Yes, that’s true, however if a section goes bad and creates coins, it’s similar to saying take the section wallet and expand it or doublespend it. A lot will come down to how this can be audited and almost real time audits. It’s to do with the tension of totally private “cash” and the ability to create it, in this case via a bad section.

If normal users we can see a spentbook entry and that’s all fine iff sections have not allowed X in and Y out where Y > X. If we can audit that X and Y are always equal then it’s goog.

I have this debate in my mind

  1. If code is working and no section is byzantine (our and other project assumption of 66/50 takeover cannot happen) then no need to audit.
  2. If auditable then we can tell if code went bad or there was a bug.

@danda and I have poked at this a bit. My feeling is getting to simplicity and proven codebase then we can have trust in sections and not need to audit. It’s a debate though for sure!

There is a possibility of adding auditability while maintaining privacy, but it will require scraping the address space for spentbook, which is really not nice. We could have some kind of gather all statements per section etc. but that’s all a black hole IMO.

I am 100% not on the side of the argument that all money supply must be auditable, but I do believe code should be. It’s a debate with no clear winner, although can have some deep-felt beliefs in the blockchain world which make sense if you think single container of all transactions.

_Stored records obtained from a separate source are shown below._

mod common;

use common::*;
use jsonapi::{Document, Handle, Included, JsonApi, Relationships, Resource};
use serde::{Deserialize, Serialize};
use serde_json::json;

/// Holds its comments in a plain vector, which has no unset state.
#[derive(Debug, Default, Serialize, Deserialize, Resource)]
#[jsonapi(type = "shelves")]
#[serde(default)]
struct Shelf {
	#[serde(skip)]
	#[jsonapi(id)]
	id: Option<String>,

	#[serde(skip)]
	#[jsonapi(relationships)]
	relationships: Option<Relationships>,

	#[serde(skip)]
	#[jsonapi(to_many)]
	comments: Vec<Handle<Comment>>,
}

fn pair(resource_type: &str, id: &str) -> (String, String) {
	(resource_type.to_string(), id.to_string())
}

#[test]
fn includes_transitively_reachable_resources() {
	let dan = person("9", "Dan");
	let other = person("2", "Other");
	let first = comment("5", "First!", Some(other.clone()));

	let article = article("1", "Bikeshed");
	article.write().author = Some(dan.clone());
	article.write().comments = Some(vec![first.clone()]);

	let value = api().to_value(&Document::new(article.clone())).unwrap();

	assert_eq!(
		included_ids(&value),
		[pair("comments", "5"), pair("people", "2"), pair("people", "9")]
	);

	assert_eq!(
		value["data"]["relationships"],
		json!({
			"author": { "data": { "type": "people", "id": "9" } },
			"comments": { "data": [{ "type": "comments", "id": "5" }] }
		})
	);
	assert_eq!(
		value["data"]["attributes"],
		json!({ "title": "Bikeshed" })
	);
}

#[test]
fn encoding_restores_the_caller_graph() {
	let dan = person("9", "Dan");
	let article = article("1", "Bikeshed");
	article.write().author = Some(dan.clone());

	api().encode(&Document::new(article.clone())).unwrap();

	let article = article.read();
	assert!(article.author.as_ref().unwrap().ptr_eq(&dan));
}

#[test]
fn empty_included_is_omitted() {
	let value = api().to_value(&Document::new(article("1", "Alone"))).unwrap();

	assert!(value.get("included").is_none());
	assert!(value["data"].get("relationships").is_none());
}

#[test]
fn null_data_encodes_without_included() {
	let document = Document::<Handle<Article>>::null();
	assert_eq!(api().to_value(&document).unwrap(), json!({ "data": null }));
}

#[test]
fn unbinding_twice_changes_nothing() {
	let dan = person("9", "Dan");
	let article = article("1", "Bikeshed");
	article.write().author = Some(dan.clone());
	article.write().comments = Some(vec![comment("5", "Hi", Some(dan.clone()))]);

	let mut document = Document::new(article.clone());
	document.unbind().unwrap();
	let relationships = article.read().relationships.clone();
	let included: Vec<_> = document
		.included()
		.unwrap()
		.iter()
		.map(|h| h.identifier().unwrap())
		.collect();

	document.unbind().unwrap();
	assert_eq!(article.read().relationships, relationships);
	assert_eq!(
		document
			.included()
			.unwrap()
			.iter()
			.map(|h| h.identifier().unwrap())
			.collect::<Vec<_>>(),
		included
	);

	assert!(article.read().author.is_none());
	assert_eq!(included.len(), 2);
}

#[test]
fn cyclic_graphs_terminate() {
	let article = article("1", "Cycle");
	let reply = comment("5", "Reply", None);
	reply.write().article = Some(article.clone());
	article.write().comments = Some(vec![reply.clone()]);

	let value = api().to_value(&Document::new(article.clone())).unwrap();
	assert_eq!(included_ids(&value), [pair("comments", "5")]);
	assert_eq!(
		value["included"][0]["relationships"]["article"],
		json!({ "data": { "type": "articles", "id": "1" } })
	);

	assert!(reply.read().article.as_ref().unwrap().ptr_eq(&article));
}

#[test]
fn round_trip_preserves_the_graph() {
	let api = api();
	let dan = person("9", "Dan");
	let article = article("1", "Bikeshed");
	article.write().author = Some(dan.clone());
	article.write().comments = Some(vec![
		comment("5", "First!", Some(dan.clone())),
		comment("12", "Second", None),
	]);

	let encoded = api.encode(&Document::new(article)).unwrap();
	let document: Document<Handle<Article>> = api.decode(&encoded).unwrap();

	let article = document.data().unwrap().read();
	let author = article.author.clone().unwrap();
	assert_eq!(author.read().first_name, "Dan");

	let comments = article.comments.as_ref().unwrap();
	assert_eq!(comments.len(), 2);
	assert!(comments[0].read().author.as_ref().unwrap().ptr_eq(&author));
	assert!(comments[1].read().author.is_none());
}

#[test]
fn declared_included_policy_skips_unbinding() {
	let dan = person("9", "Dan");
	let article = article("1", "Bikeshed");
	article.write().author = Some(dan.clone());

	let document = Document::builder()
		.data(article)
		.included(vec![dan.to_any()])
		.included_policy(Included::Declared)
		.build()
		.unwrap();

	let value = api().to_value(&document).unwrap();
	assert_eq!(included_ids(&value), [pair("people", "9")]);

	assert_eq!(
		value["data"]["relationships"]["author"],
		json!({ "data": { "type": "people", "id": "9" } })
	);
	assert!(article_is_bound(&document));
}

fn article_is_bound(document: &Document<Handle<Article>>) -> bool {
	document.data().unwrap().read().author.is_some()
}

#[test]
fn failed_encoding_leaves_the_graph_untouched() {
	let dan = person("9", "Dan");
	let anonymous = Handle::new(Person::default());
	let first = comment("5", "First!", Some(anonymous.clone()));

	let article = article("1", "Bikeshed");
	article.write().author = Some(dan.clone());
	article.write().comments = Some(vec![first.clone()]);

	assert!(api().encode(&Document::new(article.clone())).is_err());

	let article = article.read();
	assert!(article.author.as_ref().unwrap().ptr_eq(&dan));
	assert!(article.relationships.is_none());

	let comments = article.comments.as_ref().unwrap();
	assert_eq!(comments.len(), 1);
	assert!(comments[0].ptr_eq(&first));
	assert!(first.read().author.as_ref().unwrap().ptr_eq(&anonymous));
}

#[test]
fn cleared_to_many_members_drop_the_relationship() {
	let api = JsonApi::builder()
		.register::<Shelf>()
		.register::<Person>()
		.register::<Comment>()
		.build()
		.unwrap();

	let value = json!({
		"data": {
			"type": "shelves",
			"id": "1",
			"relationships": { "comments": { "data": [{ "type": "comments", "id": "5" }] } }
		},
		"included": [{ "type": "comments", "id": "5", "attributes": { "body": "Hi" } }]
	});

	let document: Document<Handle<Shelf>> = api.from_value(value).unwrap();
	let shelf = document.into_data().unwrap();
	assert_eq!(shelf.read().comments.len(), 1);

	shelf.write().comments.clear();
	let value = api.to_value(&Document::new(shelf.clone())).unwrap();

	assert!(value["data"].get("relationships").is_none());
	assert!(value.get("included").is_none());
	assert!(shelf.read().comments.is_empty());
}

#[test]
fn empty_to_many_members_are_not_written() {
	let article = article("1", "Quiet");
	article.write().comments = Some(Vec::new());

	let value = api().to_value(&Document::new(article)).unwrap();
	assert!(value["data"].get("relationships").is_none());
}
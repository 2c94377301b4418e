//! Mailroom - Durable Filesystem Job Queue
//!
//! A file-system-backed job queue with a supervised worker pool:
//! - Messages persisted as individual files; state transitions are atomic
//!   same-filesystem renames
//! - Crash recovery: in-flight messages are requeued as timeouts on open
//! - Retry accounting encoded in file names, with dead-letter routing
//! - TTL expiry, capacity and payload-size bounds on push
//! - Workers that run each job in an isolated task under a hard kill timer
//! - Named dispatch groups broadcasting pull wake-ups to idle workers
//! - Queue telemetry through the `metrics` facade
//!
//! # Architecture
//!
//! ```text
//!  Producer                                   Worker
//!     │                                          │
//!     │ push: tmp write + rename                 │ pull: rename
//!     ▼                                          ▼
//!  ┌─────────────────────────────────────────────────────────────┐
//!  │  <root_dir>/<queue_name>/                                   │
//!  │                                                             │
//!  │   queued/<ts>[.<flag>]*  ──rename──▶  pulled/<ts>[.<flag>]* │
//!  │        ▲                                  │                 │
//!  │        └────────── fail: rename ──────────┤                 │
//!  │                    (flag appended)        │                 │
//!  └───────────────────────────────────────────┼─────────────────┘
//!                                              │
//!                     acknowledge: delete  ◀───┤
//!                                              │
//!  ┌───────────────────────────────────────────▼─────────────────┐
//!  │  <root_dir>/<dead_letter_queue>/queued/<ts>[.<flag>]*.dead  │
//!  └─────────────────────────────────────────────────────────────┘
//! ```
//!
//! A message lives in exactly one state directory at any instant. Two
//! workers racing for the same head lose and win a single rename; there are
//! no locks anywhere.
//!
//! # Example
//!
//! ```rust,ignore
//! use mailroom::prelude::*;
//! use std::sync::Arc;
//!
//! #[tokio::main]
//! async fn main() -> QueueResult<()> {
//!     let settings = QueueSettings::new("/var/lib/mailroom", "emails")
//!         .with_max_retries(Some(3))
//!         .with_dead_letters(QueueSettings::new("/var/lib/mailroom", "emails_dead"));
//!     let queue = Arc::new(Queue::open(settings).await?);
//!
//!     let dispatch = Dispatch::new();
//!     let pool = WorkerPool::start(
//!         4,
//!         Arc::clone(&queue),
//!         mailroom::worker::handler(|payload| async move {
//!             println!("processing {} bytes", payload.len());
//!             Ok(())
//!         }),
//!         WorkerConfig::default(),
//!         &dispatch,
//!     )?;
//!
//!     queue.push(b"hello").await?;
//!     dispatch.broadcast("workers", Signal::PullJob);
//!
//!     pool.shutdown().await;
//!     Ok(())
//! }
//! ```

pub mod codec;
pub mod config;
pub mod directory;
pub mod dispatch;
pub mod error;
pub mod message;
pub mod metrics;
pub mod queue;
pub mod worker;

pub use config::{QueueSettings, WorkerConfig};
pub use dispatch::{Dispatch, Signal};
pub use error::{QueueError, QueueResult};
pub use message::{Flag, Message};
pub use metrics::{register_metrics, QueueMetrics};
pub use queue::{Queue, QueueBackend};
pub use worker::{handler, JobHandler, Worker, WorkerHandle, WorkerPool};

/// Re-export of the commonly used surface.
pub mod prelude {
    pub use crate::config::{QueueSettings, WorkerConfig};
    pub use crate::dispatch::{Dispatch, Signal};
    pub use crate::error::{QueueError, QueueResult};
    pub use crate::message::{Flag, Message};
    pub use crate::queue::{Queue, QueueBackend};
    pub use crate::worker::{Worker, WorkerPool};
}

The other thing that can be done is … say take an extreme case, every coin has an address, every address has an owner. Then you cannot have more than one owner. So all addresses are a register or even a CRDT with no tombstones (so no history). Then the supply is locked and we know folk have it, without having to know the folk.

So a deeper discussion than it seems. DBCs for example would tout zero auditability as a privacy win, where zcash/monero tout auditability as essential, even in a privacy cash system. I am unconvinced that both these arguments consider everything available.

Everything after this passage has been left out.